The report argues that Islamic principles are a key driver of these crimes. It cites concepts including al-walā’ wa-l-barā’, claiming that they encourage hostility toward non-Muslims, male dominance, forced marriage, sexual exploitation of non-Muslim women, and a hierarchy that places Muslims above others.
It is a shocking claim. But reading the survivor testimony raises a different question.
The women described in the report were not typically kidnapped off the street and held captive by an organized trafficking cartel. Again and again, the stories describe girls from broken homes, girls failed by social services, girls suffering abuse at home, girls who became addicted to drugs and alcohol, and girls who repeatedly found themselves in the orbit of predatory men.
None of this excuses the rapes. Quite the opposite. The testimony describes horrific crimes.
So is Islam really the main problem?
The pattern described in these accounts is not unique to Britain. Similar stories can be found in Latino gangs in the United States, white biker gangs, organized crime groups, pimps, drug crews, and countless other criminal networks. Predators prey on vulnerable people. Addicts become dependent on those who control access to drugs. Sexual violence follows.

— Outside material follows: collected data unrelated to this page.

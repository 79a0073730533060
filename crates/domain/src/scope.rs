use std::collections::BTreeSet;

use serde::{Deserialize, Serialize};

/// Ownership restriction attached to a grant scope.
#[derive(Debug, Clone, Copy, Default, PartialEq, Eq, Hash, PartialOrd, Ord, Serialize, Deserialize)]
#[serde(rename_all = "snake_case")]
pub enum OwnershipMode {
    /// No ownership restriction.
    #[default]
    All,
    /// The resource owner must be the acting user.
    Owned,
    /// The resource assignee or owner must be the acting user.
    Assigned,
}

impl OwnershipMode {
    /// Returns a stable storage value for this mode.
    #[must_use]
    pub fn as_str(&self) -> &'static str {
        match self {
            Self::All => "all",
            Self::Owned => "owned",
            Self::Assigned => "assigned",
        }
    }
}

impl std::str::FromStr for OwnershipMode {
    type Err = tessera_core::AppError;

    fn from_str(value: &str) -> Result<Self, Self::Err> {
        match value {
            "all" => Ok(Self::All),
            "owned" => Ok(Self::Owned),
            "assigned" => Ok(Self::Assigned),
            _ => Err(tessera_core::AppError::Validation(format!(
                "unknown ownership mode '{value}'"
            ))),
        }
    }
}

/// Restriction narrowing a grant to resources matching ownership, tag and
/// category conditions.
///
/// An absent tag or category list means "unrestricted" along that dimension.
/// A present-but-empty list is a vacuous restriction and is treated the same
/// way: it never denies.
#[derive(Debug, Clone, Default, PartialEq, Eq, Serialize, Deserialize)]
pub struct Scope {
    /// Ownership restriction; `All` removes the restriction.
    #[serde(default)]
    pub ownership: OwnershipMode,
    /// Tags the resource must intersect with, when defined and non-empty.
    #[serde(default, skip_serializing_if = "Option::is_none")]
    pub tags: Option<BTreeSet<String>>,
    /// Categories the resource must belong to, when defined and non-empty.
    #[serde(default, skip_serializing_if = "Option::is_none")]
    pub categories: Option<BTreeSet<String>>,
}

impl Scope {
    /// Creates a scope with no restrictions.
    #[must_use]
    pub fn unrestricted() -> Self {
        Self::default()
    }

    /// Creates a scope restricted only by ownership mode.
    #[must_use]
    pub fn with_ownership(ownership: OwnershipMode) -> Self {
        Self {
            ownership,
            tags: None,
            categories: None,
        }
    }

    /// Merges two group-grant scopes, keeping the most permissive result.
    ///
    /// Ownership: `All` on either side wins; otherwise the narrower of the two
    /// modes is kept, ties resolved in favor of `self`. Tags and categories:
    /// union when both sides restrict, unrestricted when either side is
    /// unrestricted, so one unrestricted group always widens access.
    #[must_use]
    pub fn merge_with(&self, other: &Scope) -> Scope {
        let ownership = match (self.ownership, other.ownership) {
            (OwnershipMode::All, _) | (_, OwnershipMode::All) => OwnershipMode::All,
            (left, right) if left == right => left,
            (OwnershipMode::Owned, _) | (_, OwnershipMode::Owned) => OwnershipMode::Owned,
            (left, _) => left,
        };

        Scope {
            ownership,
            tags: merge_restriction(self.tags.as_ref(), other.tags.as_ref()),
            categories: merge_restriction(self.categories.as_ref(), other.categories.as_ref()),
        }
    }

    /// Evaluates this scope against a concrete resource instance.
    ///
    /// All three dimensions are ANDed; any failing check fails the whole
    /// evaluation. Context attributes the caller did not supply are not
    /// checked.
    #[must_use]
    pub fn permits(&self, context: &ResourceContext, user_id: &str) -> bool {
        self.permits_ownership(context, user_id)
            && self.permits_tags(context)
            && self.permits_category(context)
    }

    fn permits_ownership(&self, context: &ResourceContext, user_id: &str) -> bool {
        match self.ownership {
            OwnershipMode::All => true,
            OwnershipMode::Owned => context
                .owner_id
                .as_deref()
                .is_none_or(|owner| owner == user_id),
            OwnershipMode::Assigned => {
                let owner_differs = context
                    .owner_id
                    .as_deref()
                    .is_some_and(|owner| owner != user_id);
                let assignee_differs = context
                    .assigned_to
                    .as_deref()
                    .is_some_and(|assignee| assignee != user_id);

                // The owner always passes an assignment check.
                !(owner_differs && assignee_differs)
            }
        }
    }

    fn permits_tags(&self, context: &ResourceContext) -> bool {
        let Some(required) = self.tags.as_ref().filter(|tags| !tags.is_empty()) else {
            return true;
        };
        let Some(present) = context.tags.as_ref() else {
            return true;
        };

        required.intersection(present).next().is_some()
    }

    fn permits_category(&self, context: &ResourceContext) -> bool {
        let Some(allowed) = self
            .categories
            .as_ref()
            .filter(|categories| !categories.is_empty())
        else {
            return true;
        };
        let Some(category) = context.category.as_deref() else {
            return true;
        };

        allowed.contains(category)
    }
}

// A vacuous empty restriction behaves as unrestricted, and an unrestricted
// side always widens the merge result to unrestricted.
fn merge_restriction(
    left: Option<&BTreeSet<String>>,
    right: Option<&BTreeSet<String>>,
) -> Option<BTreeSet<String>> {
    let left = left.filter(|values| !values.is_empty());
    let right = right.filter(|values| !values.is_empty());

    match (left, right) {
        (Some(left), Some(right)) => Some(left.union(right).cloned().collect()),
        _ => None,
    }
}

/// Concrete resource attributes supplied when evaluating a scope.
#[derive(Debug, Clone, Default, PartialEq, Eq, Serialize, Deserialize)]
pub struct ResourceContext {
    /// Stable identifier of the resource instance.
    pub entity_id: Option<String>,
    /// Owning user, when the entity tracks ownership.
    pub owner_id: Option<String>,
    /// Assigned user, when the entity tracks assignment.
    pub assigned_to: Option<String>,
    /// Tags attached to the resource instance.
    pub tags: Option<BTreeSet<String>>,
    /// Category of the resource instance.
    pub category: Option<String>,
}

#[cfg(test)]
mod tests {
    use std::collections::BTreeSet;

    use proptest::prelude::*;

    use super::{OwnershipMode, ResourceContext, Scope};

    fn tags(values: &[&str]) -> Option<BTreeSet<String>> {
        Some(values.iter().map(|value| (*value).to_owned()).collect())
    }

    #[test]
    fn merge_prefers_all_ownership() {
        let merged = Scope::with_ownership(OwnershipMode::Owned)
            .merge_with(&Scope::with_ownership(OwnershipMode::All));
        assert_eq!(merged.ownership, OwnershipMode::All);
    }

    #[test]
    fn merge_keeps_narrower_ownership_when_neither_is_all() {
        let merged = Scope::with_ownership(OwnershipMode::Assigned)
            .merge_with(&Scope::with_ownership(OwnershipMode::Owned));
        assert_eq!(merged.ownership, OwnershipMode::Owned);
    }

    #[test]
    fn merge_unions_tags_when_both_sides_restrict() {
        let left = Scope {
            tags: tags(&["pci"]),
            ..Scope::unrestricted()
        };
        let right = Scope {
            tags: tags(&["soc2"]),
            ..Scope::unrestricted()
        };

        assert_eq!(left.merge_with(&right).tags, tags(&["pci", "soc2"]));
    }

    #[test]
    fn merge_widens_tags_when_either_side_is_unrestricted() {
        let restricted = Scope {
            tags: tags(&["pci"]),
            ..Scope::unrestricted()
        };

        assert_eq!(restricted.merge_with(&Scope::unrestricted()).tags, None);
        assert_eq!(Scope::unrestricted().merge_with(&restricted).tags, None);
    }

    #[test]
    fn merge_treats_vacuous_empty_tags_as_unrestricted() {
        let vacuous = Scope {
            tags: tags(&[]),
            ..Scope::unrestricted()
        };
        let restricted = Scope {
            tags: tags(&["pci"]),
            ..Scope::unrestricted()
        };

        assert_eq!(vacuous.merge_with(&restricted).tags, None);
    }

    #[test]
    fn owned_scope_rejects_foreign_owner() {
        let scope = Scope::with_ownership(OwnershipMode::Owned);
        let context = ResourceContext {
            owner_id: Some("someone-else".to_owned()),
            ..ResourceContext::default()
        };

        assert!(!scope.permits(&context, "u1"));
    }

    #[test]
    fn owned_scope_passes_when_owner_is_unknown() {
        let scope = Scope::with_ownership(OwnershipMode::Owned);
        assert!(scope.permits(&ResourceContext::default(), "u1"));
    }

    #[test]
    fn assigned_scope_passes_for_owner_with_foreign_assignee() {
        let scope = Scope::with_ownership(OwnershipMode::Assigned);
        let context = ResourceContext {
            owner_id: Some("u1".to_owned()),
            assigned_to: Some("someone-else".to_owned()),
            ..ResourceContext::default()
        };

        assert!(scope.permits(&context, "u1"));
    }

    #[test]
    fn assigned_scope_rejects_when_both_owner_and_assignee_differ() {
        let scope = Scope::with_ownership(OwnershipMode::Assigned);
        let context = ResourceContext {
            owner_id: Some("owner".to_owned()),
            assigned_to: Some("assignee".to_owned()),
            ..ResourceContext::default()
        };

        assert!(!scope.permits(&context, "u1"));
    }

    #[test]
    fn tag_scope_requires_an_intersection() {
        let scope = Scope {
            tags: tags(&["pci", "hipaa"]),
            ..Scope::unrestricted()
        };
        let matching = ResourceContext {
            tags: tags(&["pci", "internal"]),
            ..ResourceContext::default()
        };
        let disjoint = ResourceContext {
            tags: tags(&["internal"]),
            ..ResourceContext::default()
        };

        assert!(scope.permits(&matching, "u1"));
        assert!(!scope.permits(&disjoint, "u1"));
    }

    #[test]
    fn tag_scope_is_skipped_when_context_has_no_tags() {
        let scope = Scope {
            tags: tags(&["pci"]),
            ..Scope::unrestricted()
        };

        assert!(scope.permits(&ResourceContext::default(), "u1"));
    }

    #[test]
    fn vacuous_empty_tag_scope_never_restricts() {
        let scope = Scope {
            tags: tags(&[]),
            ..Scope::unrestricted()
        };
        let context = ResourceContext {
            tags: tags(&["anything"]),
            ..ResourceContext::default()
        };

        assert!(scope.permits(&context, "u1"));
        assert!(scope.permits(&ResourceContext::default(), "u1"));
    }

    #[test]
    fn category_scope_requires_membership() {
        let scope = Scope {
            categories: tags(&["operational"]),
            ..Scope::unrestricted()
        };
        let matching = ResourceContext {
            category: Some("operational".to_owned()),
            ..ResourceContext::default()
        };
        let foreign = ResourceContext {
            category: Some("financial".to_owned()),
            ..ResourceContext::default()
        };

        assert!(scope.permits(&matching, "u1"));
        assert!(!scope.permits(&foreign, "u1"));
    }

    #[test]
    fn scope_deserializes_with_missing_fields_as_unrestricted() {
        let scope: Scope = match serde_json::from_str("{}") {
            Ok(scope) => scope,
            Err(error) => panic!("scope should deserialize from empty object: {error}"),
        };

        assert_eq!(scope, Scope::unrestricted());
    }

    fn arbitrary_ownership() -> impl Strategy<Value = OwnershipMode> {
        prop_oneof![
            Just(OwnershipMode::All),
            Just(OwnershipMode::Owned),
            Just(OwnershipMode::Assigned),
        ]
    }

    fn arbitrary_scope() -> impl Strategy<Value = Scope> {
        (
            arbitrary_ownership(),
            proptest::option::of(proptest::collection::btree_set("[a-z]{1,6}", 0..4)),
            proptest::option::of(proptest::collection::btree_set("[a-z]{1,6}", 0..4)),
        )
            .prop_map(|(ownership, tags, categories)| Scope {
                ownership,
                tags,
                categories,
            })
    }

    proptest! {
        #[test]
        fn merge_with_all_side_always_clears_ownership(scope in arbitrary_scope()) {
            let merged = scope.merge_with(&Scope::unrestricted());
            prop_assert_eq!(merged.ownership, OwnershipMode::All);
        }

        #[test]
        fn merge_with_unrestricted_side_clears_tag_and_category_limits(scope in arbitrary_scope()) {
            let merged = scope.merge_with(&Scope::unrestricted());
            prop_assert_eq!(merged.tags, None);
            prop_assert_eq!(merged.categories, None);
        }

        #[test]
        fn merge_with_unrestricted_side_permits_any_context(
            scope in arbitrary_scope(),
            owner in proptest::option::of("[a-z]{1,4}"),
            tag in proptest::option::of("[a-z]{1,6}"),
        ) {
            let context = ResourceContext {
                owner_id: owner,
                tags: tag.map(|value| std::iter::once(value).collect()),
                ..ResourceContext::default()
            };
            let merged = scope.merge_with(&Scope::unrestricted());

            prop_assert!(merged.permits(&context, "u1"));
        }
    }
}
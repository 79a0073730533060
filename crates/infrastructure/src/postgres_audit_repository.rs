use async_trait::async_trait;
use sqlx::PgPool;

use tessera_application::{AuditEvent, AuditRepository};
use tessera_core::{AppError, AppResult};

/// PostgreSQL-backed append-only audit repository.
#[derive(Clone)]
pub struct PostgresAuditRepository {
    pool: PgPool,
}

impl PostgresAuditRepository {
    /// Creates a repository with the provided connection pool.
    #[must_use]
    pub fn new(pool: PgPool) -> Self {
        Self { pool }
    }
}

#[async_trait]
impl AuditRepository for PostgresAuditRepository {
    async fn append_event(&self, event: AuditEvent) -> AppResult<()> {
        sqlx::query(
            r#"
            INSERT INTO audit_log_entries (
                organization_id,
                subject,
                action,
                resource_type,
                resource_id,
                detail
            )
            VALUES ($1, $2, $3, $4, $5, $6)
            "#,
        )
        .bind(event.organization_id.as_uuid())
        .bind(event.subject)
        .bind(event.action.as_str())
        .bind(event.resource_type)
        .bind(event.resource_id)
        .bind(event.detail)
        .execute(&self.pool)
        .await
        .map_err(|error| AppError::Internal(format!("failed to append audit event: {error}")))?;

        Ok(())
    }
}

That is a story as old as organized crime itself.
The report therefore makes a leap. It moves from documenting the ethnicity and religion of some perpetrators to arguing that Islamic doctrine is the primary explanation for the crimes. Yet the survivor testimony often points just as strongly to family breakdown, addiction, institutional neglect, and the exploitation of vulnerable children.
The rapes were real. The suffering was real. The institutional failures were real. So is Islam really the main problem?
The harder question is whether the report is primarily interested in understanding why these crimes occurred, or whether it is using the crimes to advance a broader argument about Islam itself.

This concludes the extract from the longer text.